Sunday, April 8, 2012

Mali junta sees civilian government "in days"

BAMAKO (Reuters) - Mali's coup leader said on Saturday the junta would hand power to civilians within days in a deal under which neighboring nations agreed to lift sanctions and help tackle Tuareg rebels who have seized much of the north.

The March 22 coup by soldiers angry at ousted President Amadou Toumani Toure's handling of a two-month-old rebellion backfired, emboldening the Tuareg nomads to seize the northern half of Mali and declare an independent state there.

After three days of negotiations and growing international pressure to step down, Mali's junta announced late on Friday it would begin a power handover in return for an amnesty from prosecution and the lifting of trade and other sanctions.

"It is the will of the committee to quickly move towards the transition," coup leader Captain Amadou Sanogo said at the barracks outside the capital Bamako which has been the headquarters of his two-week-old rule.

"In the next few days you will see a prime minister and a government in place," Sanogo, sitting in an armchair in the middle of his cramped office, said in an interview with Reuters, France's i-tele and the Spanish-language channel Telesur.

A five-page accord agreed by Sanogo and the 15-state West African bloc ECOWAS for a return to constitutional order did not specify when the handover would start.

The agreement calls for Toure, who is still in hiding, to formally resign. Sanogo's junta must then make way for a unity government with Mali's parliament speaker Diouncounda Traore as interim president.

Elections would follow as soon as allowed by the widespread lack of security in the north, now mostly overrun by Tuaregs accompanied by groups of Islamists with links to al Qaeda.

In an interview with Burkina Faso state radio before he flew back to Mali on Saturday, Traore said the top priority was to restore order to Mali's state institutions after the coup and to deal with "this problem of the north."

"Our goal is the territorial integrity of Mali and the pursuit of our democratic project," Traore said of a state which had been viewed as one of the region's more stable democracies. He made no comment to reporters as he arrived in Bamako later.

RELIEF ON STREETS OF BAMAKO

Sanogo, dressed in battle fatigues and showing signs of tiredness, called on ECOWAS countries to help the Malian army with transport and logistics rather than send ground troops as they are discussing.

"The Malian army still needs help precisely on logistics and air support but not ground troops to help us solve the security problem in northern Mali," he said.

"We have to sit and talk. If they want to help us it should be according to our needs," added Sanogo, surrounded by aides and sitting beneath a large portrait of himself on the wall.

The African Union, ECOWAS and foreign capitals from Paris to Washington all dismissed Friday's declaration by the Tuareg-led MNLA rebels of the independent state of "Azawad," a desert region bigger than France in Mali's north.

Neighbors fear secession would encourage such movements in their own countries, while the presence of Islamists among the rebels has raised fears of the emergence of a rogue state with echoes of Taliban-era Afghanistan which sheltered al Qaeda.

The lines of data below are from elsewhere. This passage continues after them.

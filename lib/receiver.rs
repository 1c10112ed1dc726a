// Receiver capability: consumes bytes delivered by the receive task
use std::sync::Arc;

/// Target of every chunk the receive task reads.
///
/// Invocations for one connection are strictly sequential and run on the
/// receive task's thread; further reads wait until `on_receive` returns, so
/// implementations should return promptly. The receiver is dropped on that
/// thread; a disconnect issued from another thread returns only after that
/// drop, one issued from inside `on_receive` returns before it.
pub trait Receiver: Send + 'static {
    fn on_receive(&mut self, data: &[u8]);
}

impl<F> Receiver for F
where
    F: FnMut(&[u8]) + Send + 'static,
{
    fn on_receive(&mut self, data: &[u8]) {
        self(data)
    }
}

/// Plain callback paired with caller-owned context.
pub type ReceptionCallback<C> = fn(data: &[u8], len: usize, context: &C);

/// Receiver built from a function pointer and a shared context value,
/// for callers that keep their state outside the closure.
pub struct ContextReceiver<C> {
    callback: ReceptionCallback<C>,
    context: Arc<C>,
}

impl<C> ContextReceiver<C> {
    pub fn new(callback: ReceptionCallback<C>, context: Arc<C>) -> Self {
        ContextReceiver { callback, context }
    }
}

impl<C: Send + Sync + 'static> Receiver for ContextReceiver<C> {
    fn on_receive(&mut self, data: &[u8]) {
        (self.callback)(data, data.len(), &self.context)
    }
}

#[cfg(test)]
mod tests {
    use super::*;
    use std::sync::atomic::{AtomicUsize, Ordering};

    #[test]
    fn closures_are_receivers() {
        let (tx, rx) = crossbeam::channel::unbounded();
        let mut receiver = move |data: &[u8]| {
            let _ = tx.send(data.to_vec());
        };
        receiver.on_receive(b"ab");
        receiver.on_receive(b"c");
        drop(receiver);
        let seen: Vec<u8> = rx.iter().flatten().collect();
        assert_eq!(seen, b"abc");
    }

    #[test]
    fn context_receiver_passes_length_and_context() {
        fn count(_: &[u8], len: usize, total: &AtomicUsize) {
            total.fetch_add(len, Ordering::Relaxed);
        }

        let total = Arc::new(AtomicUsize::new(0));
        let mut receiver = ContextReceiver::new(count, Arc::clone(&total));
        receiver.on_receive(&[1, 2, 3]);
        receiver.on_receive(&[4]);
        assert_eq!(total.load(Ordering::Relaxed), 4);
    }
}
// Property checks for the send path over the in-memory transport
use proptest::prelude::*;
use std::sync::Arc;
use wilc_osal::mock::{self, MockConfig, MockConnector};
use wilc_osal::{Connection, ConnectionConfig, Endpoint, ErrorKind};

fn connected(config: MockConfig) -> (Connection, mock::MockPeer) {
    let (transport, peer) = mock::pair(config);
    let conn = Connection::with_connector(
        Endpoint::new("127.0.0.1", 9000).unwrap(),
        ConnectionConfig::default(),
        Arc::new(MockConnector::new(transport)),
    );
    conn.connect(|_: &[u8]| {}).unwrap();
    (conn, peer)
}

proptest! {
    #![proptest_config(ProptestConfig::with_cases(64))]

    #[test]
    fn payload_arrives_intact_for_any_write_size(
        payload in proptest::collection::vec(any::<u8>(), 0..2048),
        max_write in 1usize..64,
    ) {
        let (conn, peer) = connected(MockConfig::chunked(max_write));
        prop_assert_eq!(conn.send(&payload).unwrap(), payload.len());
        prop_assert_eq!(peer.written(), payload.clone());
        prop_assert!(peer.write_sizes().iter().all(|&n| n >= 1 && n <= max_write));
        conn.disconnect();
    }

    #[test]
    fn failure_reports_exactly_what_was_written(
        payload in proptest::collection::vec(any::<u8>(), 1..512),
        max_write in 1usize..32,
        budget in 0usize..512,
    ) {
        let (conn, peer) = connected(MockConfig { max_write, fail_after: Some(budget) });
        match conn.send(&payload) {
            Ok(n) => {
                prop_assert!(budget >= payload.len());
                prop_assert_eq!(n, payload.len());
            }
            Err(err) => {
                prop_assert_eq!(err.kind(), ErrorKind::SendFailed);
                prop_assert_eq!(err.bytes_written(), budget);
                prop_assert_eq!(&peer.written()[..], &payload[..budget]);
            }
        }
        conn.disconnect();
    }

    #[test]
    fn sequential_sends_concatenate(
        messages in proptest::collection::vec(proptest::collection::vec(any::<u8>(), 0..64), 1..8),
        max_write in 1usize..16,
    ) {
        let (conn, peer) = connected(MockConfig::chunked(max_write));
        for message in &messages {
            prop_assert_eq!(conn.send(message).unwrap(), message.len());
        }
        prop_assert_eq!(peer.written(), messages.concat());
        conn.disconnect();
    }
}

Residents in northern cities such as the ancient trading post of Timbuktu, Kidal and Gao have said the local Islamist Ansar Dine group has banned Western dress and music. There have been sightings of senior members of the Al Qaeda in the Islamic Maghreb (AQIM), the group's North African branch.

ECOWAS nations such as Nigeria and Ivory Coast have asked military planners to prepare for an intervention force of up to 3,000 troops with a mandate to secure Mali's return to constitutional order and halt any further rebel advances.

The French Foreign Ministry on Saturday welcomed the accord to hand power back to civilians in Bamako and repeated its offer to provide transport and other logistics for the force.

The ex-colonial power said there can be no purely military solution to the rebellion and says some of the year-old grievances of the fairer-skinned Tuaregs against the darker-skinned elite that has dominated Bamako politics are justified.

It is not yet clear whether Tuaregs could come away with an autonomy deal falling short of full independence or whether Mali's neighbors and future leaders will first insist on fully restoring the status quo before the rebel gains.

ECOWAS announced on Saturday the formal lifting of sanctions which were imposed last week and had prompted panic buying at gas stations and queues at banks. There was relief on the streets of Bamako, where Malians hoped stability could return.

"We are optimistic it is going to be handled well because the leaders of all of the political parties will be involved," Bamako local Fomba Yefing said at a small rally of women and children wielding banners with slogans such as "All we want is peace".

"It is not about who is in charge, it is about doing things by the constitution," she added.